When hooking the function in all modules, the previous (and true) function pointer is saved in pPrevFunc, while the new function pointer (set to our hooking function) replaces the module IAT.

Then in our function, we can simply call the previous function by converting the pPrevFunc pointer to the correct function's pointer signature. I defined a useful macro for that (the source code will be in part III).

#define CallFunction(X)    
((Signature_##X)GetPreviousFunctionAddress(Index_##X))
// with signature defined like this
#define Signature_CreateThread                   HANDLE (FAR PASCAL *)\
(LPSECURITY_ATTRIBUTES lpThreadAttributes, DWORD dwStackSize, \
LPTHREAD_START_ROUTINE lpStartAddress, LPVOID lpParameter, DWORD \
dwCreationFlags, LPDWORD lpThreadId)
// And index like this
#define Index_CreateThread             3

Okay, we can now call the good function, so let's start the real work.

The communication process

So, how do we inform the server that the "hooked" application is currently performing a monitored action? The simple answer is to create a structure to send to the server through a WM_COPYDATA message, with the needed information.
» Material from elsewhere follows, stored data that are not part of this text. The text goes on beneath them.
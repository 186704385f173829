//! Grid-space geometry.
//!
//! Shapes are stored in grid units and scaled to pixels by the grid unit at
//! paint time. Points are `glam::DVec2`.

use glam::{DAffine2, DVec2};
use serde::{Deserialize, Serialize};
use std::fmt;

/// A point in grid space.
pub type GridPoint = DVec2;

/// Integer pixel size of a window or surface.
#[derive(Debug, Clone, Copy, PartialEq, Eq, Hash, Default, Serialize, Deserialize)]
pub struct Size {
    pub width: u32,
    pub height: u32,
}

impl Size {
    pub const fn new(width: u32, height: u32) -> Self {
        Self { width, height }
    }

    /// Integer center, truncating odd dimensions.
    pub fn half(&self) -> DVec2 {
        DVec2::new(f64::from(self.width / 2), f64::from(self.height / 2))
    }

    pub fn is_empty(&self) -> bool {
        self.width == 0 || self.height == 0
    }
}

impl fmt::Display for Size {
    fn fmt(&self, f: &mut fmt::Formatter<'_>) -> fmt::Result {
        write!(f, "{}x{}", self.width, self.height)
    }
}

/// Axis-aligned rectangle anchored at `(x, y)`.
#[derive(Debug, Clone, Copy, PartialEq, Serialize, Deserialize)]
pub struct GridRect {
    pub x: f64,
    pub y: f64,
    pub width: f64,
    pub height: f64,
}

impl GridRect {
    pub const fn new(x: f64, y: f64, width: f64, height: f64) -> Self {
        Self {
            x,
            y,
            width,
            height,
        }
    }

    /// Rectangle multiplied by `factor` about the origin.
    pub fn scaled(&self, factor: f64) -> Self {
        Self::new(
            self.x * factor,
            self.y * factor,
            self.width * factor,
            self.height * factor,
        )
    }

    /// Zero or negative extent; fills of such rectangles paint nothing.
    pub fn is_degenerate(&self) -> bool {
        !(self.width > 0.0 && self.height > 0.0)
    }

    pub fn corners(&self) -> [DVec2; 4] {
        [
            DVec2::new(self.x, self.y),
            DVec2::new(self.x + self.width, self.y),
            DVec2::new(self.x + self.width, self.y + self.height),
            DVec2::new(self.x, self.y + self.height),
        ]
    }

    /// Axis-aligned bounds of this rectangle after `transform`.
    pub fn transformed_bounds(&self, transform: &DAffine2) -> GridRect {
        let mut min = DVec2::splat(f64::INFINITY);
        let mut max = DVec2::splat(f64::NEG_INFINITY);
        for corner in self.corners() {
            let p = transform.transform_point2(corner);
            min = min.min(p);
            max = max.max(p);
        }
        GridRect::new(min.x, min.y, max.x - min.x, max.y - min.y)
    }
}

/// Line segment between two grid points.
#[derive(Debug, Clone, Copy, PartialEq, Serialize, Deserialize)]
pub struct GridLine {
    pub start: GridPoint,
    pub end: GridPoint,
}

impl GridLine {
    pub const fn new(start: GridPoint, end: GridPoint) -> Self {
        Self { start, end }
    }

    pub fn from_coords(x1: f64, y1: f64, x2: f64, y2: f64) -> Self {
        Self::new(DVec2::new(x1, y1), DVec2::new(x2, y2))
    }

    pub fn scaled(&self, factor: f64) -> Self {
        Self::new(self.start * factor, self.end * factor)
    }

    pub fn transformed(&self, transform: &DAffine2) -> GridLine {
        GridLine::new(
            transform.transform_point2(self.start),
            transform.transform_point2(self.end),
        )
    }
}

/// A drawable primitive.
#[derive(Debug, Clone, Copy, PartialEq, Serialize, Deserialize)]
#[serde(tag = "type", rename_all = "lowercase")]
pub enum Shape {
    /// Filled rectangle
    Rectangle(GridRect),
    /// Stroked line
    Line(GridLine),
}

impl From<GridRect> for Shape {
    fn from(rect: GridRect) -> Self {
        Shape::Rectangle(rect)
    }
}

impl From<GridLine> for Shape {
    fn from(line: GridLine) -> Self {
        Shape::Line(line)
    }
}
The needed information is application-dependant, and in our case, it consists of:

  • The current thread handle (who is calling this function)..
  • The current thread ID (the handle is not enough, see below).
  • The manipulated object ID/handle (what are we touching).
  • An additional argument (if any).
  • The current command (what function are we calling).
  • The object name, if any (useful to debugging only).
  • The call stack (required to find from where the call came from).
  • The current timestamp (needed to check for the deadlocks).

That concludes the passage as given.